Pasó por Bogotá Fernando Savater, a quien ya he citado tantas veces en esta columna, y habló frente a un teatro lleno de dos tipos de personas: periodistas y lectores de periódicos. Dijo varias verdades útiles: sobre el periodismo, sobre la educación, sobre las democracias, sobre la ciudadanía y sobre la relación que hay entre ciudadanos y demócratas y educadores y periodistas. Y no evitó recordar a Hegel, que observó cómo la lectura del periódico es el rezo matutino del hombre realista (Savater dijo “el hombre moderno”, otra versión de la cita que circula por ahí: yo me quedo con la que conozco). Hegel, por supuesto, escribió hace un par de siglos, y el mundo ha cambiado mucho desde entonces: ni los periódicos ni los rezos matutinos son lo que eran antes. Pero la cita, en cierto sentido, es más pertinente ahora que hace dos siglos, cuando la influencia de la prensa en la vida diaria de nuestras sociedades no era, ni por asomo, la que es hoy. Aun así, queda otra pregunta: ya sabemos qué influencia tiene la prensa en nosotros, ¿pero qué influencia tenemos nosotros en la prensa?

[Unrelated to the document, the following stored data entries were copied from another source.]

//! Pipeline runs and their per-stage executions.

use chrono::{DateTime, Utc};
use serde::{Deserialize, Serialize};
use std::collections::{BTreeMap, BTreeSet};
use uuid::Uuid;

use super::{RunStatus, StageStatus};
use crate::errors::{InvalidTransition, StageErrorRecord};
use crate::pipeline::PipelineDefinition;

/// The execution state of one stage within one run.
#[derive(Debug, Clone, PartialEq, Serialize, Deserialize)]
pub struct StageExecution {
    /// The stage name.
    pub stage: String,
    /// Current status.
    pub status: StageStatus,
    /// Number of attempts started so far.
    pub attempts: u32,
    /// Error of the most recent failed attempt.
    pub last_error: Option<StageErrorRecord>,
    /// The validated output, present once succeeded.
    pub output: Option<serde_json::Value>,
    /// When the first attempt started.
    pub started_at: Option<DateTime<Utc>>,
    /// When the stage reached a terminal status.
    pub finished_at: Option<DateTime<Utc>>,
}

impl StageExecution {
    /// Creates a blocked execution for `stage`.
    #[must_use]
    pub fn new(stage: impl Into<String>) -> Self {
        Self {
            stage: stage.into(),
            status: StageStatus::Blocked,
            attempts: 0,
            last_error: None,
            output: None,
            started_at: None,
            finished_at: None,
        }
    }

    /// Moves to `next`, returning the previous status.
    ///
    /// # Errors
    ///
    /// Returns [`InvalidTransition`] if the state machine forbids the move.
    pub fn transition(&mut self, next: StageStatus) -> Result<StageStatus, InvalidTransition> {
        if !self.status.can_transition_to(next) {
            return Err(InvalidTransition {
                stage: self.stage.clone(),
                from: self.status,
                to: next,
            });
        }
        let previous = self.status;
        self.status = next;
        match next {
            StageStatus::Running => {
                self.attempts += 1;
                self.started_at.get_or_insert_with(Utc::now);
            }
            StageStatus::Succeeded | StageStatus::Failed => {
                self.finished_at = Some(Utc::now());
            }
            _ => {}
        }
        Ok(previous)
    }

    /// Returns true if the stage succeeded.
    #[must_use]
    pub fn is_succeeded(&self) -> bool {
        self.status == StageStatus::Succeeded
    }
}

/// Why a run failed: the first stage that exhausted its budget.
#[derive(Debug, Clone, PartialEq, Eq, Serialize, Deserialize)]
pub struct RunFailure {
    /// The stage.
    pub stage: String,
    /// Attempts it made.
    pub attempts: u32,
    /// Its last error.
    pub error: StageErrorRecord,
}

/// One execution of a pipeline definition over a seed input.
#[derive(Debug, Clone, PartialEq, Serialize, Deserialize)]
pub struct PipelineRun {
    /// Run identifier.
    pub id: Uuid,
    /// The definition this run instantiates.
    pub definition_id: String,
    /// Seed input (e.g. the course topic).
    pub seed: serde_json::Value,
    /// Run status.
    pub status: RunStatus,
    /// Per-stage executions keyed by stage name.
    pub stages: BTreeMap<String, StageExecution>,
    /// Set when the run failed.
    pub failure: Option<RunFailure>,
    /// Set when the run was cancelled.
    pub cancel_reason: Option<String>,
    /// Creation time.
    pub created_at: DateTime<Utc>,
    /// Last mutation time.
    pub updated_at: DateTime<Utc>,
}

impl PipelineRun {
    /// Creates a pending run with a blocked execution for every stage.
    #[must_use]
    pub fn new(definition: &PipelineDefinition, seed: serde_json::Value) -> Self {
        let now = Utc::now();
        Self {
            id: Uuid::new_v4(),
            definition_id: definition.id().to_string(),
            seed,
            status: RunStatus::Pending,
            stages: definition
                .stage_names()
                .map(|name| (name.to_string(), StageExecution::new(name)))
                .collect(),
            failure: None,
            cancel_reason: None,
            created_at: now,
            updated_at: now,
        }
    }

    /// Returns the execution of `stage`.
    #[must_use]
    pub fn stage(&self, stage: &str) -> Option<&StageExecution> {
        self.stages.get(stage)
    }

    /// Names of all succeeded stages.
    #[must_use]
    pub fn succeeded_stages(&self) -> BTreeSet<String> {
        self.stages
            .values()
            .filter(|exec| exec.is_succeeded())
            .map(|exec| exec.stage.clone())
            .collect()
    }

    /// Outputs of succeeded stages keyed by stage name.
    #[must_use]
    pub fn outputs(&self) -> BTreeMap<String, serde_json::Value> {
        self.stages
            .values()
            .filter(|exec| exec.is_succeeded())
            .filter_map(|exec| Some((exec.stage.clone(), exec.output.clone()?)))
            .collect()
    }

    /// Returns true if every stage succeeded.
    #[must_use]
    pub fn all_succeeded(&self) -> bool {
        self.stages.values().all(StageExecution::is_succeeded)
    }

    /// Returns true if the run reached a terminal status.
    #[must_use]
    pub fn is_terminal(&self) -> bool {
        self.status.is_terminal()
    }

    /// Total attempts across all stages.
    #[must_use]
    pub fn total_attempts(&self) -> u32 {
        self.stages.values().map(|exec| exec.attempts).sum()
    }

    /// Bumps `updated_at`.
    pub fn touch(&mut self) {
        self.updated_at = Utc::now();
    }

    /// Rewinds interrupted work after a restart.
    ///
    /// Succeeded stages keep their outputs. Stages caught mid-flight go back to
    /// `blocked` so the runner re-derives readiness. Finished attempts and last
    /// errors stay, so the retry budget carries over; an attempt interrupted
    /// while running produced no result and is not charged.
    pub fn prepare_resume(&mut self) {
        for exec in self.stages.values_mut() {
            match exec.status {
                StageStatus::Running => {
                    exec.attempts = exec.attempts.saturating_sub(1);
                    exec.status = StageStatus::Blocked;
                }
                StageStatus::Ready | StageStatus::RetryPending => {
                    exec.status = StageStatus::Blocked;
                }
                _ => {}
            }
        }
        self.status = RunStatus::Pending;
        self.touch();
    }
}

#[cfg(test)]
mod tests {
    use super::*;
    use crate::errors::StageErrorKind;

    #[test]
    fn test_execution_lifecycle() {
        let mut exec = StageExecution::new("outline");
        assert_eq!(exec.status, StageStatus::Blocked);

        exec.transition(StageStatus::Ready).unwrap();
        exec.transition(StageStatus::Running).unwrap();
        assert_eq!(exec.attempts, 1);
        assert!(exec.started_at.is_some());

        exec.transition(StageStatus::RetryPending).unwrap();
        exec.transition(StageStatus::Ready).unwrap();
        exec.transition(StageStatus::Running).unwrap();
        assert_eq!(exec.attempts, 2);

        let previous = exec.transition(StageStatus::Succeeded).unwrap();
        assert_eq!(previous, StageStatus::Running);
        assert!(exec.finished_at.is_some());
    }

    #[test]
    fn test_invalid_transition() {
        let mut exec = StageExecution::new("outline");
        let err = exec.transition(StageStatus::Running).unwrap_err();
        assert_eq!(err.from, StageStatus::Blocked);
        assert_eq!(err.to, StageStatus::Running);
        assert_eq!(exec.status, StageStatus::Blocked);
        assert_eq!(exec.attempts, 0);
    }

    #[test]
    fn test_prepare_resume_keeps_progress() {
        let definition = crate::pipeline::PipelineBuilder::new("resume")
            .stage(crate::stages::StageDefinition::new("a", crate::schema::SchemaDescriptor::Any))
            .stage(
                crate::stages::StageDefinition::new("b", crate::schema::SchemaDescriptor::Any)
                    .with_dependency("a"),
            )
            .build()
            .unwrap();
        let mut run = PipelineRun::new(&definition, serde_json::json!({"topic": "rust"}));
        run.status = RunStatus::Running;

        let a = run.stages.get_mut("a").unwrap();
        a.status = StageStatus::Succeeded;
        a.output = Some(serde_json::json!({"ok": true}));

        let b = run.stages.get_mut("b").unwrap();
        b.status = StageStatus::Running;
        b.attempts = 2;
        b.last_error = Some(StageErrorRecord {
            kind: StageErrorKind::Generation,
            message: "boom".to_string(),
            path: None,
        });

        run.prepare_resume();

        assert_eq!(run.status, RunStatus::Pending);
        assert_eq!(run.stage("a").unwrap().status, StageStatus::Succeeded);
        assert_eq!(run.stage("b").unwrap().status, StageStatus::Blocked);
        assert_eq!(run.stage("b").unwrap().attempts, 1);
        assert!(run.stage("b").unwrap().last_error.is_some());
        assert_eq!(run.succeeded_stages().len(), 1);
        assert_eq!(run.outputs().len(), 1);
    }
}
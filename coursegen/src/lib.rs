//! # Coursegen
//!
//! A dependency-driven pipeline engine for generating structured courses.
//!
//! A course is produced by a DAG of generation stages: an outline, then per
//! chapter the lessons, the concepts behind them and exercises practising
//! them. Each stage asks a [`Generator`](stages::Generator) for structured
//! output, validates it against the stage's schema and hands it to the
//! stages that depend on it.
//!
//! - **Definitions**: stages with dependencies, validated once at build time
//! - **Bounded execution**: one coordinating loop per run, with stage attempts
//!   limited by a limiter shared across runs
//! - **Retries**: per-stage attempt budgets with exponential backoff and jitter
//! - **Durability**: every state change is checkpointed to a
//!   [`PipelineStore`](store::PipelineStore), and interrupted runs resume
//! - **Assembly**: a completed run is merged into one fingerprinted course
//!
//! ## Quick Start
//!
//! ```rust,ignore
//! use coursegen::prelude::*;
//!
//! let service = PipelineService::new(generator, Arc::new(InMemoryPipelineStore::new()));
//! service.register(CourseBlueprint::new(3).definition("course")?);
//!
//! let run_id = service.submit("course", json!({ "topic": "Rust ownership" })).await?;
//! let report = service.wait(run_id).await?;
//! let record = service.record(run_id).await?;
//! ```

#![forbid(unsafe_code)]
#![warn(
    clippy::all,
    clippy::pedantic,
    missing_docs,
    rust_2018_idioms
)]
#![allow(
    clippy::module_name_repetitions,
    clippy::must_use_candidate,
    clippy::missing_errors_doc,
    clippy::missing_panics_doc
)]

pub mod assembly;
pub mod cancellation;
pub mod config;
pub mod core;
pub mod course;
pub mod errors;
pub mod events;
pub mod observability;
pub mod pipeline;
pub mod schema;
pub mod service;
pub mod stages;
pub mod store;
pub mod testing;

/// Prelude module for convenient imports
pub mod prelude {
    pub use crate::assembly::{assemble, AssembledRecord, Course};
    pub use crate::cancellation::CancellationToken;
    pub use crate::config::{EngineConfig, LogConfig};
    pub use crate::core::{PipelineRun, RunStatus, StageExecution, StageStatus};
    pub use crate::course::CourseBlueprint;
    pub use crate::errors::{
        AssemblyError, CoursegenError, DefinitionError, GenerationError, PersistenceError,
        SchemaMismatch, ServiceError, StageError,
    };
    pub use crate::events::{EventSink, LoggingEventSink, NoOpEventSink};
    pub use crate::observability::init_tracing;
    pub use crate::pipeline::{
        ConcurrencyLimiter, JobRunner, PipelineBuilder, PipelineDefinition, RetryPolicy,
        RunContext,
    };
    pub use crate::schema::{FieldSchema, SchemaDescriptor};
    pub use crate::service::{PipelineService, RunStatusReport};
    pub use crate::stages::{Generator, HierarchySlot, PromptMaterial, StageDefinition};
    pub use crate::store::{InMemoryPipelineStore, JsonFileStore, PipelineStore};
}
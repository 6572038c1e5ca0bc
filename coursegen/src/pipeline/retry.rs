//! Retry policies with configurable backoff and jitter strategies.
//!
//! Stage attempts and store writes are retried under separate policies, so a
//! flaky store never eats into a stage's generation budget.

use rand::Rng;
use serde::{Deserialize, Serialize};
use std::future::Future;
use std::time::Duration;

/// Backoff strategy for retry delays.
#[derive(Debug, Clone, Copy, PartialEq, Eq, Default, Serialize, Deserialize)]
#[serde(rename_all = "snake_case")]
pub enum BackoffStrategy {
    /// delay = base * 2^retry
    #[default]
    Exponential,
    /// delay = base * (retry + 1)
    Linear,
    /// delay = base (constant)
    Constant,
}

/// Jitter strategy to prevent thundering herd.
#[derive(Debug, Clone, Copy, PartialEq, Eq, Default, Serialize, Deserialize)]
#[serde(rename_all = "snake_case")]
pub enum JitterStrategy {
    /// No jitter
    None,
    /// Random from 0 to delay
    Full,
    /// Half fixed, half random
    #[default]
    Equal,
}

/// Retry budget and backoff shape.
#[derive(Debug, Clone, PartialEq, Eq, Serialize, Deserialize)]
pub struct RetryPolicy {
    /// Maximum attempts, including the first one.
    #[serde(default = "default_max_attempts")]
    pub max_attempts: u32,
    /// Base delay between retries in milliseconds.
    #[serde(default = "default_base_delay_ms")]
    pub base_delay_ms: u64,
    /// Maximum delay cap in milliseconds.
    #[serde(default = "default_max_delay_ms")]
    pub max_delay_ms: u64,
    /// Backoff strategy.
    #[serde(default)]
    pub backoff: BackoffStrategy,
    /// Jitter strategy.
    #[serde(default)]
    pub jitter: JitterStrategy,
}

fn default_max_attempts() -> u32 {
    3
}

fn default_base_delay_ms() -> u64 {
    1000
}

fn default_max_delay_ms() -> u64 {
    30_000
}

impl Default for RetryPolicy {
    fn default() -> Self {
        Self {
            max_attempts: default_max_attempts(),
            base_delay_ms: default_base_delay_ms(),
            max_delay_ms: default_max_delay_ms(),
            backoff: BackoffStrategy::default(),
            jitter: JitterStrategy::default(),
        }
    }
}

impl RetryPolicy {
    /// Creates a new retry policy with defaults.
    #[must_use]
    pub fn new() -> Self {
        Self::default()
    }

    /// Sets the maximum attempts.
    #[must_use]
    pub fn with_max_attempts(mut self, attempts: u32) -> Self {
        self.max_attempts = attempts.max(1);
        self
    }

    /// Sets the base delay.
    #[must_use]
    pub fn with_base_delay_ms(mut self, delay: u64) -> Self {
        self.base_delay_ms = delay;
        self
    }

    /// Sets the maximum delay.
    #[must_use]
    pub fn with_max_delay_ms(mut self, delay: u64) -> Self {
        self.max_delay_ms = delay;
        self
    }

    /// Sets the backoff strategy.
    #[must_use]
    pub fn with_backoff(mut self, strategy: BackoffStrategy) -> Self {
        self.backoff = strategy;
        self
    }

    /// Sets the jitter strategy.
    #[must_use]
    pub fn with_jitter(mut self, strategy: JitterStrategy) -> Self {
        self.jitter = strategy;
        self
    }

    /// Returns true if another attempt is allowed after `attempts_made`.
    #[must_use]
    pub fn allows_another(&self, attempts_made: u32) -> bool {
        attempts_made < self.max_attempts
    }

    /// Delay before retry number `retry` (0 for the first retry).
    #[must_use]
    pub fn delay_for(&self, retry: u32) -> Duration {
        let base = self.base_delay_ms;
        let max = self.max_delay_ms;

        let delay = match self.backoff {
            BackoffStrategy::Exponential => {
                base.saturating_mul(2u64.saturating_pow(retry)).min(max)
            }
            BackoffStrategy::Linear => base.saturating_mul(u64::from(retry) + 1).min(max),
            BackoffStrategy::Constant => base.min(max),
        };

        let jittered = match self.jitter {
            JitterStrategy::None => delay,
            JitterStrategy::Full => {
                if delay == 0 {
                    0
                } else {
                    rand::thread_rng().gen_range(0..=delay)
                }
            }
            JitterStrategy::Equal => {
                let half = delay / 2;
                if half == 0 {
                    delay
                } else {
                    half + rand::thread_rng().gen_range(0..=delay - half)
                }
            }
        };

        Duration::from_millis(jittered)
    }
}

/// Runs `operation` until it succeeds, fails with an error `is_retryable`
/// rejects, or the policy's attempts are used up. The last error is returned.
pub async fn with_retry<T, E, F, Fut, P>(
    policy: &RetryPolicy,
    label: &str,
    is_retryable: P,
    mut operation: F,
) -> Result<T, E>
where
    F: FnMut() -> Fut,
    Fut: Future<Output = Result<T, E>>,
    P: Fn(&E) -> bool,
    E: std::fmt::Display,
{
    let mut attempts = 0;

    loop {
        attempts += 1;
        match operation().await {
            Ok(result) => return Ok(result),
            Err(e) if is_retryable(&e) && policy.allows_another(attempts) => {
                let delay = policy.delay_for(attempts - 1);
                tracing::warn!(
                    operation = label,
                    attempt = attempts,
                    delay_ms = u64::try_from(delay.as_millis()).unwrap_or(u64::MAX),
                    error = %e,
                    "Retrying after error"
                );
                tokio::time::sleep(delay).await;
            }
            Err(e) => return Err(e),
        }
    }
}
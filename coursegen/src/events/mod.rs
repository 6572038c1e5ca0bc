//! Run lifecycle events.
//!
//! The runner reports every stage transition, run status change and store
//! retry to an [`EventSink`]. Sinks must never fail the run.

mod sink;

pub use sink::{CollectingEventSink, EventSink, LoggingEventSink, NoOpEventSink};

/// A stage changed status. Data: `run_id`, `stage`, `from`, `to`, `attempt`.
pub const STAGE_TRANSITION: &str = "stage.transition";
/// A run changed status. Data: `run_id`, `status`.
pub const RUN_STATUS: &str = "run.status";
/// A store write failed and may be retried. Data: `run_id`, `attempt`, `error`.
pub const PERSISTENCE_RETRY: &str = "persistence.retry";
/// A store write exhausted its retries. Data: `run_id`, `error`.
pub const PERSISTENCE_FAILED: &str = "persistence.failed";
/// A run was assembled into a record. Data: `run_id`, `fingerprint`.
pub const RECORD_ASSEMBLED: &str = "record.assembled";
//! In-memory store.

use async_trait::async_trait;
use parking_lot::RwLock;
use std::collections::HashMap;
use std::sync::atomic::{AtomicU64, Ordering};
use uuid::Uuid;

use super::PipelineStore;
use crate::assembly::AssembledRecord;
use crate::core::PipelineRun;
use crate::errors::PersistenceError;

/// Keeps runs and records in process memory. Snapshots are cloned in and out,
/// so callers never share state with the store.
#[derive(Debug, Default)]
pub struct InMemoryPipelineStore {
    runs: RwLock<HashMap<Uuid, PipelineRun>>,
    records: RwLock<HashMap<Uuid, AssembledRecord>>,
    run_saves: AtomicU64,
}

impl InMemoryPipelineStore {
    /// Creates an empty store.
    #[must_use]
    pub fn new() -> Self {
        Self::default()
    }

    /// Number of successful run saves.
    #[must_use]
    pub fn run_saves(&self) -> u64 {
        self.run_saves.load(Ordering::Relaxed)
    }

    /// Number of stored runs.
    #[must_use]
    pub fn run_count(&self) -> usize {
        self.runs.read().len()
    }

    /// Number of stored records.
    #[must_use]
    pub fn record_count(&self) -> usize {
        self.records.read().len()
    }
}

#[async_trait]
impl PipelineStore for InMemoryPipelineStore {
    async fn save_run(&self, run: &PipelineRun) -> Result<(), PersistenceError> {
        self.runs.write().insert(run.id, run.clone());
        self.run_saves.fetch_add(1, Ordering::Relaxed);
        Ok(())
    }

    async fn save_assembled_record(&self, record: &AssembledRecord) -> Result<(), PersistenceError> {
        self.records.write().insert(record.run_id, record.clone());
        Ok(())
    }

    async fn load_run(&self, run_id: Uuid) -> Result<PipelineRun, PersistenceError> {
        self.runs
            .read()
            .get(&run_id)
            .cloned()
            .ok_or(PersistenceError::RunNotFound(run_id))
    }

    async fn load_assembled_record(&self, run_id: Uuid) -> Result<AssembledRecord, PersistenceError> {
        self.records
            .read()
            .get(&run_id)
            .cloned()
            .ok_or(PersistenceError::RecordNotFound(run_id))
    }
}

#[cfg(test)]
mod tests {
    use super::*;
    use crate::core::RunStatus;
    use crate::pipeline::PipelineBuilder;
    use crate::schema::SchemaDescriptor;
    use crate::stages::StageDefinition;

    #[tokio::test]
    async fn test_save_and_load_run() {
        let definition = PipelineBuilder::new("memory")
            .stage(StageDefinition::new("outline", SchemaDescriptor::Any))
            .build()
            .unwrap();
        let mut run = PipelineRun::new(&definition, serde_json::json!({"topic": "rust"}));
        let store = InMemoryPipelineStore::new();

        store.save_run(&run).await.unwrap();
        run.status = RunStatus::Running;
        // The stored snapshot does not follow later mutations.
        assert_eq!(store.load_run(run.id).await.unwrap().status, RunStatus::Pending);

        store.save_run(&run).await.unwrap();
        assert_eq!(store.load_run(run.id).await.unwrap(), run);
        assert_eq!(store.run_saves(), 2);
        assert_eq!(store.run_count(), 1);
    }

    #[tokio::test]
    async fn test_missing_entries() {
        let store = InMemoryPipelineStore::new();
        let id = Uuid::new_v4();
        assert!(matches!(
            store.load_run(id).await,
            Err(PersistenceError::RunNotFound(missing)) if missing == id
        ));
        assert!(matches!(
            store.load_assembled_record(id).await,
            Err(PersistenceError::RecordNotFound(_))
        ));
        assert_eq!(store.record_count(), 0);
    }
}
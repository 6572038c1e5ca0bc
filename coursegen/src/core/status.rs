//! Run and stage status enums.

use serde::{Deserialize, Serialize};
use std::fmt;

/// The lifecycle status of a pipeline run.
#[derive(Debug, Clone, Copy, PartialEq, Eq, Hash, Default, Serialize, Deserialize)]
#[serde(rename_all = "snake_case")]
pub enum RunStatus {
    /// Submitted, not yet picked up by a runner.
    #[default]
    Pending,
    /// A runner is driving the run.
    Running,
    /// Every stage succeeded.
    Completed,
    /// Some stage exhausted its retry budget.
    Failed,
    /// Cancellation stopped the run before it could complete.
    Cancelled,
}

impl RunStatus {
    /// Returns true if no further automatic progress will happen.
    #[must_use]
    pub fn is_terminal(&self) -> bool {
        matches!(self, Self::Completed | Self::Failed | Self::Cancelled)
    }
}

impl fmt::Display for RunStatus {
    fn fmt(&self, f: &mut fmt::Formatter<'_>) -> fmt::Result {
        match self {
            Self::Pending => write!(f, "pending"),
            Self::Running => write!(f, "running"),
            Self::Completed => write!(f, "completed"),
            Self::Failed => write!(f, "failed"),
            Self::Cancelled => write!(f, "cancelled"),
        }
    }
}

/// The status of one stage within a run.
///
/// ```text
/// blocked -> ready -> running -> succeeded
///                       |-> retry_pending -> ready
///                       |-> failed
/// ```
#[derive(Debug, Clone, Copy, PartialEq, Eq, Hash, Default, Serialize, Deserialize)]
#[serde(rename_all = "snake_case")]
pub enum StageStatus {
    /// Waiting on dependencies.
    #[default]
    Blocked,
    /// Dependencies succeeded; waiting for a concurrency slot.
    Ready,
    /// An attempt is in flight.
    Running,
    /// The last attempt failed and a retry is scheduled.
    RetryPending,
    /// The output was validated and recorded.
    Succeeded,
    /// The retry budget is exhausted.
    Failed,
}

impl StageStatus {
    /// Returns true for `succeeded` and `failed`.
    #[must_use]
    pub fn is_terminal(&self) -> bool {
        matches!(self, Self::Succeeded | Self::Failed)
    }

    /// Returns true if the runner may move a stage from `self` to `next`.
    #[must_use]
    pub fn can_transition_to(&self, next: Self) -> bool {
        matches!(
            (self, next),
            (Self::Blocked, Self::Ready)
                | (Self::Ready, Self::Running)
                | (Self::Running, Self::Succeeded | Self::RetryPending | Self::Failed)
                | (Self::RetryPending, Self::Ready)
        )
    }
}

impl fmt::Display for StageStatus {
    fn fmt(&self, f: &mut fmt::Formatter<'_>) -> fmt::Result {
        match self {
            Self::Blocked => write!(f, "blocked"),
            Self::Ready => write!(f, "ready"),
            Self::Running => write!(f, "running"),
            Self::RetryPending => write!(f, "retry_pending"),
            Self::Succeeded => write!(f, "succeeded"),
            Self::Failed => write!(f, "failed"),
        }
    }
}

La misma cita de Hegel aparece en Imagined Communities, un libro de Benedict Anderson que se publicó hace 30 años y descubrí hace 30 días. “Comunidades imaginadas” sería la traducción del título y se refiere a esa suerte de entidad abstracta que crean, entre otros, los lectores de periódicos: usted, al despertarse por la mañana y abrir el periódico que le llegue o la página de internet que prefiera, está convirtiéndose en parte de un grupo de gente anónima pero muy, muy real. Esa sigue siendo la magia de la prensa: es una verdadera ceremonia colectiva, pero una ceremonia paradójica, pues se conduce en soledad y (casi) siempre en silencio. Yo, lector de periódicos, sé que los demás están allá afuera, leyendo el mismo periódico que leo, indignándose por lo que me indigna, informándose como me informo. La importancia de esta comunidad imaginaria —en la cual tenemos, en este mundo de incertidumbres, una pequeña certeza, parecida a la que tenemos cuando leemos novelas: que hay otros que se nos parecen— no puede ser subestimada.

Y, sin embargo, nuestras sociedades no parecen muy interesadas en proteger esa situación. Cada día son más los lectores que exigen de su periódico una sola cosa: que sea gratis. Pero el sustrato de esas comunidades imaginadas se basa en la función interpretativa del buen periodismo: liberal o conservador, regional o cosmopolita, todo periodismo que merezca ese nombre cumple con la tarea de aclararnos las cosas. Y eso cuesta plata: cuesta investigar; cuesta aprender a interpretar; cuesta aprender a escribir. Lo que no cuesta plata es recoger la información ya interpretada y reproducirla. No cuesta plata, tampoco, llenar las páginas con especulaciones taradas sobre el embarazo de Shakira. Hace unos años conocí a uno de los corresponsales de The New York Times en Bagdad y me contó cómo, desde el inicio de la guerra de Irak, el personal del periódico se había reducido a la mitad. “Y los norteamericanos ahora entienden sobre esta guerra la mitad de lo que entendían antes. Así, no será raro que reelijan a Bush”.

Ustedes ya saben lo que pasó: lo reeligieron. Y la guerra se tardó muchos más años —y muchos más muertos— en empezar a acabarse.